Sulfiredoxin: a potential therapeutic agent?

Abstract

The importance of antioxidants in maintaining homeostasis has long been accepted and includes antioxidant proteins such as, peroxiredoxin (Prx), superoxide dismutase and glutathione S transferases. Sulfiredoxin (Srx) is a recently identified antioxidant protein with a role in signaling through catalytic reduction of oxidative modifications. It was first characterized for its regulation of Prx(s) through reduction of the conserved cysteine from sulfinic to sulfenic acid, thereby impacting the role of Prx in regulation of downstream transcription factors and kinase signaling pathways. Furthermore, the reduction of sulfinic to sulfenic acid prevents further oxidation of the conserved cysteine residue to sulfonic acid, the end result of which is degradation. Srx also has a role in the reduction of glutathionylation a post-translational, oxidative modification that occurs on numerous proteins and has been implicated in a wide variety of pathologies, including Parkinson's disease. The regulation of glutathionylation/deglutathionylation (or thiol switch) has been likened to phosphorylation/dephosphorylation, another post-translational modification involved in the regulation of signaling pathways. Unlike, the reduction of Prx over-oxidation, Srx-dependent deglutathionylation appears to be non-specific. Deglutathionylation of multiple proteins has been observed both in vitro and in vivo in response to oxidative and/or nitrosative stress. This review discusses Srx as a novel antioxidant, and focuses on its potential role in the regulation of glutathionylation/deglutathionylation pathways, that have been implicated in a growing number of disease states.

Fig. 1.

Differential regulation of ASK1 by Trx, Grx and GSTμ. ASK1 is in complex with reduced Trx, Grx and GSTμ and is inactive under basal conditions. ROS/RNS, generated by a plethora of different stresses, leads to the activation of ASK1 through the dissociation of one or another of its small redox molecule inhibitors.
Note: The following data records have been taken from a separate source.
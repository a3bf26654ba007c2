use serde::{Deserialize, Serialize};
use thiserror::Error;

/// Invalid step list; the session refuses to start
#[derive(Debug, Clone, PartialEq, Error)]
pub enum StepConfigError {
    #[error("capture outline cannot set both a height fraction and a width fraction")]
    AmbiguousOutline,
    #[error("capture outline needs either a height fraction or a width fraction")]
    MissingOutlineExtent,
    #[error("outline fraction must be within (0, 1], got {0}")]
    InvalidFraction(f32),
    #[error("outline aspect ratio must be positive, got {0}")]
    InvalidAspectRatio(f32),
    #[error("capture step list is empty")]
    EmptyStepList,
    #[error("duplicate capture step id: {0}")]
    DuplicateStepId(String),
}

/// Failure reported by the camera collaborator
#[derive(Debug, Clone, PartialEq, Eq, Error)]
pub enum CameraError {
    #[error("camera is not mounted")]
    NotMounted,
    #[error("camera preview is not paused")]
    PreviewNotPaused,
    #[error("photo capture failed: {0}")]
    ShotFailed(String),
}

/// Capture problem surfaced to the host; the workflow itself recovers
#[derive(Debug, Clone, PartialEq, Eq, Serialize, Deserialize, Error)]
pub enum CaptureFailure {
    #[error("step {step_id}: camera failed to take a photo: {reason}")]
    Camera { step_id: String, reason: String },
    #[error("step {step_id}: captured photo could not be stored: {reason}")]
    Storage { step_id: String, reason: String },
}

/// Errors raised while building a capture session
#[derive(Debug, Error)]
pub enum SessionError {
    #[error("invalid capture step configuration: {0}")]
    Config(#[from] StepConfigError),
    #[error("capture session is missing its {0} collaborator")]
    MissingCollaborator(&'static str),
}
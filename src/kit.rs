//! The standard two-step kit workflow: scan the kit QR code, then photograph
//! the rapid diagnostic test.

use std::sync::Arc;
use std::time::Duration;

use crate::barcode::LotNumberScanner;
use crate::capture::errors::StepConfigError;
use crate::capture::traits::PhotoSink;
use crate::capture::types::{CaptureStep, FlashPolicy, Outline, OutlineExtent, Symbology};

pub const QR_STEP_ID: &str = "kit-qr";
pub const RDT_STEP_ID: &str = "rdt-photo";

/// Kit QR step; skippable so a damaged label does not block the test photo
pub fn qr_step(scanner: LotNumberScanner, grace: Duration) -> Result<CaptureStep, StepConfigError> {
    Ok(CaptureStep::barcode(QR_STEP_ID, Symbology::Qr, scanner)
        .with_message("Scan the QR code on the test kit")
        .with_outline(Outline::new(1.0, OutlineExtent::Width(0.5))?)
        .with_grace_period(grace)
        .skippable(true))
}

/// Test strip photo under a tall narrow outline with user-controlled flash
pub fn rdt_step(sink: Arc<dyn PhotoSink>) -> Result<CaptureStep, StepConfigError> {
    Ok(CaptureStep::photo(RDT_STEP_ID, sink)
        .with_message("Line the test up inside the outline and take a photo")
        .with_outline(Outline::new(0.421, OutlineExtent::Height(0.8))?)
        .with_flash(FlashPolicy::Manual))
}

pub fn kit_steps(
    scanner: LotNumberScanner,
    sink: Arc<dyn PhotoSink>,
    grace: Duration,
) -> Result<Vec<CaptureStep>, StepConfigError> {
    Ok(vec![qr_step(scanner, grace)?, rdt_step(sink)?])
}
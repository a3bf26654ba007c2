use anyhow::Result;

use crate::checksum;
use crate::cli::commands::Command;

pub struct CheckDigitCommand {
    pub payload: String,
}

impl CheckDigitCommand {
    pub fn new(payload: impl Into<String>) -> Self {
        Self {
            payload: payload.into(),
        }
    }
}

impl Command for CheckDigitCommand {
    async fn execute(&self) -> Result<()> {
        let digit = checksum::compute_check_digit(&self.payload);
        println!("🔢 Check digit: {digit}");
        println!("   Full code: {}{}", self.payload, digit);
        Ok(())
    }
}
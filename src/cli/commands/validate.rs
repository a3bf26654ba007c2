use anyhow::{bail, Result};

use crate::checksum;
use crate::cli::commands::Command;

pub struct ValidateCommand {
    pub code: String,
}

impl ValidateCommand {
    pub fn new(code: impl Into<String>) -> Self {
        Self { code: code.into() }
    }
}

impl Command for ValidateCommand {
    async fn execute(&self) -> Result<()> {
        if !checksum::validate(&self.code) {
            bail!("'{}' failed checksum validation", self.code);
        }
        if self.code == checksum::OVERRIDE_CODE {
            println!("✅ {} accepted (manual override)", self.code);
        } else {
            println!("✅ {} is valid", self.code);
        }
        Ok(())
    }
}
The dissociation occurs concurrently with the formation of a disulfide bond with Trx, Grx or GSTμ. The activation of ASK1 results in the activation of a cascade, the end point of which is the initiation of apoptosis or stress response.

Fig. 2.

Scheme of cysteine oxidation. The oxidation of a sulfur residue within the amino acid cysteine can result in the formation of a cysteine radical or a sulfenic, sulfinic or sulfonic acid derivative (the latter of which is irreversible). Reduction of the sulfinic to the sulfenic acid derivative in Prx is known to occur through the action of Srx. The oxidation of the sulfur residue in GSH results in the formation of glutathione sulfenate. This reactive molecule can react with a reduced protein cysteine residue (Cys–SH), either directly or indirectly through the formation of glutathione disulfide S-oxide, to form a protein mixed disulfide. Studies have also implicated Srx in the reduction of glutathionylated proteins (Cys–S–SG).